Extracted records:
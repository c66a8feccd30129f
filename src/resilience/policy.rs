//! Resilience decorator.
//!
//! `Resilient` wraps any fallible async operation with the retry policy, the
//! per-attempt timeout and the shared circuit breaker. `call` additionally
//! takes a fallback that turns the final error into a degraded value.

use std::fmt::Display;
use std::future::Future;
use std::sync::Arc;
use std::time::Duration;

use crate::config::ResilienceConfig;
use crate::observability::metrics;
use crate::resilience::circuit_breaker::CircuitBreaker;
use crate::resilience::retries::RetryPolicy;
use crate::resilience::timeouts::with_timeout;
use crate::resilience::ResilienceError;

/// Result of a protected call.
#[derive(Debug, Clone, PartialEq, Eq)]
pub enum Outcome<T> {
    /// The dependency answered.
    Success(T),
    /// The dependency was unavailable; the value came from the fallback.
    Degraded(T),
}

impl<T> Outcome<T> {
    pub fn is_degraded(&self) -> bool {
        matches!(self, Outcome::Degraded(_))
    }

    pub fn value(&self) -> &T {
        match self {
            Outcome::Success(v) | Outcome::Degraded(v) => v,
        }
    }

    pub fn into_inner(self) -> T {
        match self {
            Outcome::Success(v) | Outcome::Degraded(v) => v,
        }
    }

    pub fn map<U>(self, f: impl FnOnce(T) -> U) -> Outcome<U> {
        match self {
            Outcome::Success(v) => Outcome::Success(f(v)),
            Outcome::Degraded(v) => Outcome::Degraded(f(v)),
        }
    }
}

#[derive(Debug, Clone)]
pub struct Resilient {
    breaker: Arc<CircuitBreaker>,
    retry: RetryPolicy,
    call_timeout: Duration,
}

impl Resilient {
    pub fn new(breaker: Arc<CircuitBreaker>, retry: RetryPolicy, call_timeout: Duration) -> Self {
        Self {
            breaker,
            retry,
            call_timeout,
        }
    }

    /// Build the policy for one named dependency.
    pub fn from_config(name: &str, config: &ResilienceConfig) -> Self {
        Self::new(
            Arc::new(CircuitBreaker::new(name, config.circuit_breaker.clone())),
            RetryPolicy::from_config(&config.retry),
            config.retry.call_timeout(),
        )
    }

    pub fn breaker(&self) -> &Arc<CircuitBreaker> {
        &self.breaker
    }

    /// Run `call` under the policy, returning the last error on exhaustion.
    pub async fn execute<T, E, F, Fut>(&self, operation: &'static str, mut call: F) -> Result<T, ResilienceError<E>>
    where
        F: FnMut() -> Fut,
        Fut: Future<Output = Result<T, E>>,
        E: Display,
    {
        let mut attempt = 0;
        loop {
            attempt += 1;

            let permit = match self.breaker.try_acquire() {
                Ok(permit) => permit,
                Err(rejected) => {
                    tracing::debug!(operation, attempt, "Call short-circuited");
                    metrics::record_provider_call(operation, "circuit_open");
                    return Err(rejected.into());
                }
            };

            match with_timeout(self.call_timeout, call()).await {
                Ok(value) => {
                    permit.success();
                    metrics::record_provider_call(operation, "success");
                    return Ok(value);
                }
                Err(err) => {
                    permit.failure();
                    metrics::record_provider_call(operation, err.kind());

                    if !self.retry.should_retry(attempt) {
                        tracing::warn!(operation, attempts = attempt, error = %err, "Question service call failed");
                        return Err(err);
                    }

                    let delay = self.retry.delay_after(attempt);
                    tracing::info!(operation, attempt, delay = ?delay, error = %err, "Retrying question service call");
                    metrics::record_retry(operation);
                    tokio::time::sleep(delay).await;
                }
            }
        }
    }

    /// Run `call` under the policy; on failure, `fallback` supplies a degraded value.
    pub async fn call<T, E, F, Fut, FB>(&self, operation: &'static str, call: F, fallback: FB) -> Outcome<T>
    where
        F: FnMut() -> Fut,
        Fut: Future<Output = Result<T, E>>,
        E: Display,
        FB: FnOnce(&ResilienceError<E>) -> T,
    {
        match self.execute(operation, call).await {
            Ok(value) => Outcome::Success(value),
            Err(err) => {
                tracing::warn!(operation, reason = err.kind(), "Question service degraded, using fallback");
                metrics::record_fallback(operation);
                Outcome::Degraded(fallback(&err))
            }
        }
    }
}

--

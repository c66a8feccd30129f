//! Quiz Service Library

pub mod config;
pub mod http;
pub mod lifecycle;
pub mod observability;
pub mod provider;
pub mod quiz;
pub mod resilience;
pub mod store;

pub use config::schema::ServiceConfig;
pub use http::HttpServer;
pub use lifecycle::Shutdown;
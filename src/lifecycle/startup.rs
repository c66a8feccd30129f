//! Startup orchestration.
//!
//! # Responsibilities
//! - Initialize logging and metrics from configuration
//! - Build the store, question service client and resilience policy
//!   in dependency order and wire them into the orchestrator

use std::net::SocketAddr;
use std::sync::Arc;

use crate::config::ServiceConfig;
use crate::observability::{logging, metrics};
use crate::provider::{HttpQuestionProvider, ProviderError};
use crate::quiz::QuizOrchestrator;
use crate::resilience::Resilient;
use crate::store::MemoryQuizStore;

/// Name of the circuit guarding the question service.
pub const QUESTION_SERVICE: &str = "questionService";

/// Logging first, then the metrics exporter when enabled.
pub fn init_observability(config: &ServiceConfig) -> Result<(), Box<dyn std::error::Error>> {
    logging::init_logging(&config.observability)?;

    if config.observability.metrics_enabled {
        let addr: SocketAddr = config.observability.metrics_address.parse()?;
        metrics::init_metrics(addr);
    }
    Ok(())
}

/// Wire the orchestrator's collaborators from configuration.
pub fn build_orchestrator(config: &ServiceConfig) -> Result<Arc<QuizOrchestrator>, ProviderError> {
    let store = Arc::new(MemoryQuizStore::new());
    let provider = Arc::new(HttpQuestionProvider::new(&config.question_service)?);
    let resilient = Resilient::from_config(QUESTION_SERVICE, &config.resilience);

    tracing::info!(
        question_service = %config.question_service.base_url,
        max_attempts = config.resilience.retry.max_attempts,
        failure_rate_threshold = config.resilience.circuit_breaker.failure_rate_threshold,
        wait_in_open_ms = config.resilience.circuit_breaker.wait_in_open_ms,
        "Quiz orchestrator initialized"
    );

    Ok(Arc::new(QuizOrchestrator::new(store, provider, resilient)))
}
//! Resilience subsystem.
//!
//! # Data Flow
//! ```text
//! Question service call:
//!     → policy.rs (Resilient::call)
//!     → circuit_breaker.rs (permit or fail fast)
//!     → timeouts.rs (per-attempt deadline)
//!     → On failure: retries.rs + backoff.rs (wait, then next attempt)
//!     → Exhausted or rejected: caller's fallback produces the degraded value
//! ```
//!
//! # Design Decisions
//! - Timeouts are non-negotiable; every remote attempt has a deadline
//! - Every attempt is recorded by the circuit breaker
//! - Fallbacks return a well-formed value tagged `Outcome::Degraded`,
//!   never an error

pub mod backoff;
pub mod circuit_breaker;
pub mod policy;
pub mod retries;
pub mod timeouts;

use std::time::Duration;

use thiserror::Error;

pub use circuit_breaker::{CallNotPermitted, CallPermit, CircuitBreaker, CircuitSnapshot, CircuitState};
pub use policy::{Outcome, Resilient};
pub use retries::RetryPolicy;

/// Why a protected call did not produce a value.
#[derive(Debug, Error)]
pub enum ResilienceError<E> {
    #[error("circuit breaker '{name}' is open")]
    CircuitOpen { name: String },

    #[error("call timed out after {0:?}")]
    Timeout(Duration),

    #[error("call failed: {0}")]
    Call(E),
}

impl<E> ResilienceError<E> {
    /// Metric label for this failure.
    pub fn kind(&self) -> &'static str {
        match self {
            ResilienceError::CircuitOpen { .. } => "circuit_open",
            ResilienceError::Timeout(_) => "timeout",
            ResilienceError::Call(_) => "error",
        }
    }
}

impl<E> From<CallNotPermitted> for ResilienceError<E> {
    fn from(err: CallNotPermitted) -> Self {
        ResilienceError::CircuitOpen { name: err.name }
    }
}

§ **Directions for this task**
Go line by line through the data and copy any that contain "QuizOrchestrator".

§ **Result of the exercise**
use crate::quiz::QuizOrchestrator;
pub fn build_orchestrator(config: &ServiceConfig) -> Result<Arc<QuizOrchestrator>, ProviderError> {
    Ok(Arc::new(QuizOrchestrator::new(store, provider, resilient)))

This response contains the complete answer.